Re: Further on buffering huge text files
by dragonchild (Archbishop) on Mar 09, 2005 at 13:49 UTC
|
Let me understand this - you want to have the ability to turn a filter off, thus recalculating the display. So, if the current filter had removed actual lines 1-100 and you are looking at filtered line 115 (real line 215) and you turn the filter off, you need to go back 100 lines and redisplay real line 115? I don't think that's what you want.
The more intuitive thing to me would be to, when a filter is turned off, the filtered lines become available when the user scrolls to where the would-have-been-filtered lines are. The only change to the GUI is that you display filtered lines that now appear, keeping the center line still in the center. The way to do this is to have two buffers. This is going to be complicated, so bear with me.
Let's say the GUI displays 21 lines - the line requested and 10 lines on either side. Your user has filters A and B turned on, filter C turned off, and asks to see line 115. So, you have to display lines 104-125, but showing only unfiltered lines. So, you pull in a line. $real_count increments. You try each filter in turn, even the ones that are turned off. You then mark which filters would hide this line. You also store the tell() for this line. (This will be used later.) Based on whether any active filter would hide the line, you increment $display_count.
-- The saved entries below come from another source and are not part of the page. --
#[derive(Debug, thiserror::Error)]
pub enum StoreError {
    #[error("database error: {0}")]
    Database(String),

    #[error("not found: {0}")]
    NotFound(String),

    #[error("corrupt row in {table}.{column}: {detail}")]
    CorruptRow {
        table: &'static str,
        column: &'static str,
        detail: String,
    },

    #[error("IO error: {0}")]
    Io(String),
}

impl From<rusqlite::Error> for StoreError {
    fn from(e: rusqlite::Error) -> Self {
        StoreError::Database(e.to_string())
    }
}
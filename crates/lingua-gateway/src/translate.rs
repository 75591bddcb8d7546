use std::time::Duration;

use async_trait::async_trait;
use reqwest::Client;
use tracing::{debug, error, instrument};

use lingua_core::errors::UpstreamError;
use lingua_core::lang::LanguagePair;
use lingua_core::upstream::Translator;

pub const DEFAULT_BASE_URL: &str = "https://api.mymemory.translated.net";
const CONNECT_TIMEOUT: Duration = Duration::from_secs(30);

/// Client for the MyMemory public translation API (no API key required).
/// A single best-effort forward per call: no retry, no rate-limit handling.
pub struct MyMemoryTranslator {
    client: Client,
    base_url: String,
}

impl MyMemoryTranslator {
    pub fn new(base_url: impl Into<String>) -> Result<Self, UpstreamError> {
        let client = Client::builder()
            .connect_timeout(CONNECT_TIMEOUT)
            .build()
            .map_err(|e| UpstreamError::Network(format!("build client: {e}")))?;
        Ok(Self {
            client,
            base_url: base_url.into(),
        })
    }
}

#[async_trait]
impl Translator for MyMemoryTranslator {
    #[instrument(skip(self, text), fields(pair = %pair.langpair_param()))]
    async fn translate(&self, text: &str, pair: &LanguagePair) -> Result<String, UpstreamError> {
        let url = format!("{}/get", self.base_url);
        let resp = self
            .client
            .get(&url)
            .query(&[("q", text), ("langpair", &pair.langpair_param())])
            .send()
            .await
            .map_err(|e| UpstreamError::Network(e.to_string()))?;

        if !resp.status().is_success() {
            let status = resp.status().as_u16();
            let body = resp.text().await.unwrap_or_default();
            error!(status, body = %body, "translation API error");
            return Err(UpstreamError::from_status(status, body));
        }

        let payload: serde_json::Value = resp
            .json()
            .await
            .map_err(|e| UpstreamError::Network(format!("decode response: {e}")))?;

        debug!(payload = %payload, "translation response");

        // responseStatus is 200 on success; MyMemory reports quota and
        // langpair errors inside an otherwise-200 payload.
        let response_status = payload_status(&payload);
        if response_status != Some(200) {
            let details = payload
                .get("responseDetails")
                .and_then(|v| v.as_str())
                .unwrap_or("unknown error");
            error!(?response_status, details, "translation rejected");
            return Err(UpstreamError::Rejected(details.to_string()));
        }

        payload
            .pointer("/responseData/translatedText")
            .and_then(|v| v.as_str())
            .map(str::to_string)
            .ok_or_else(|| UpstreamError::Rejected("missing translatedText".to_string()))
    }
}

/// MyMemory sends responseStatus as a number on success but as a quoted
/// string on some error paths.
fn payload_status(payload: &serde_json::Value) -> Option<i64> {
    match payload.get("responseStatus") {
        Some(serde_json::Value::Number(n)) => n.as_i64(),
        Some(serde_json::Value::String(s)) => s.parse().ok(),
        _ => None,
    }
}
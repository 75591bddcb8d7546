pub mod analytics;
pub mod handlers;
pub mod server;

pub use server::{build_router, start, AppState, ServerConfig, ServerHandle};
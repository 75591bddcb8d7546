use std::path::PathBuf;
use std::sync::Arc;
use std::time::Duration;

use anyhow::Context;
use secrecy::SecretString;

use lingua_gateway::{summary, translate, ChatSummarizer, MyMemoryTranslator};
use lingua_server::ServerConfig;
use lingua_store::Database;
use lingua_telemetry::{init_telemetry, TelemetryConfig};

const METRICS_SNAPSHOT_INTERVAL: Duration = Duration::from_secs(300);

#[tokio::main]
async fn main() -> anyhow::Result<()> {
    let telemetry_config = TelemetryConfig::default();
    let retention_days = telemetry_config.metrics_retention_days;
    let telemetry = init_telemetry(telemetry_config);

    tracing::info!("Starting Lingua server");

    if let Some(metrics) = telemetry.metrics().cloned() {
        tokio::spawn(async move {
            let mut tick = tokio::time::interval(METRICS_SNAPSHOT_INTERVAL);
            tick.tick().await; // First tick fires immediately
            loop {
                tick.tick().await;
                if let Err(e) = metrics.snapshot() {
                    tracing::warn!(error = %e, "metrics snapshot failed");
                }
                if let Err(e) = metrics.prune(retention_days) {
                    tracing::warn!(error = %e, "metrics prune failed");
                }
            }
        });
    }

    // Database path
    let db_path = match std::env::var("LINGUA_DB") {
        Ok(path) => PathBuf::from(path),
        Err(_) => dirs_home().join(".lingua").join("database").join("lingua.db"),
    };
    if let Some(parent) = db_path.parent() {
        std::fs::create_dir_all(parent).context("create database directory")?;
    }
    let db = Database::open(&db_path).context("open database")?;
    tracing::info!(path = %db_path.display(), "Database opened");

    // Upstream clients
    let translate_url = std::env::var("LINGUA_TRANSLATE_URL")
        .unwrap_or_else(|_| translate::DEFAULT_BASE_URL.to_string());
    let summary_url = std::env::var("LINGUA_SUMMARY_URL")
        .unwrap_or_else(|_| summary::DEFAULT_BASE_URL.to_string());
    let api_key = std::env::var(summary::CREDENTIAL_VAR)
        .ok()
        .map(SecretString::from);
    if api_key.is_none() {
        tracing::warn!(
            "{} not set; summary generation will fail",
            summary::CREDENTIAL_VAR
        );
    }

    let translator = Arc::new(MyMemoryTranslator::new(translate_url)?);
    let summarizer = Arc::new(ChatSummarizer::new(summary_url, api_key)?);

    // Start server
    let port = match std::env::var("LINGUA_PORT") {
        Ok(raw) => raw.parse::<u16>().context("parse LINGUA_PORT")?,
        Err(_) => ServerConfig::default().port,
    };
    let config = ServerConfig {
        port,
        ..Default::default()
    };
    let handle = lingua_server::start(
        config,
        db,
        translator,
        summarizer,
        telemetry.metrics().cloned(),
    )
    .await
    .context("start server")?;

    tracing::info!(port = handle.port, "Lingua server ready");

    // Wait for shutdown signal
    tokio::signal::ctrl_c()
        .await
        .context("listen for ctrl+c")?;

    tracing::info!("Shutting down");
    Ok(())
}

fn dirs_home() -> PathBuf {
    std::env::var("HOME")
        .map(PathBuf::from)
        .unwrap_or_else(|_| PathBuf::from("/tmp"))
}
Keep doing this until you reach actual line 104. From here until display-able line 125, you keep doing the same thing, but you also add the actual line to the buffer of lines.
Now, you're going to have in memory two arrays: the first is a list of actual line numbers, which filters remove them and the tell() for the beginning of the line, starting from actual line #1 going to display-able line #125. You also have a buffer of lines from the file from actual line #104 going to display-able line #125.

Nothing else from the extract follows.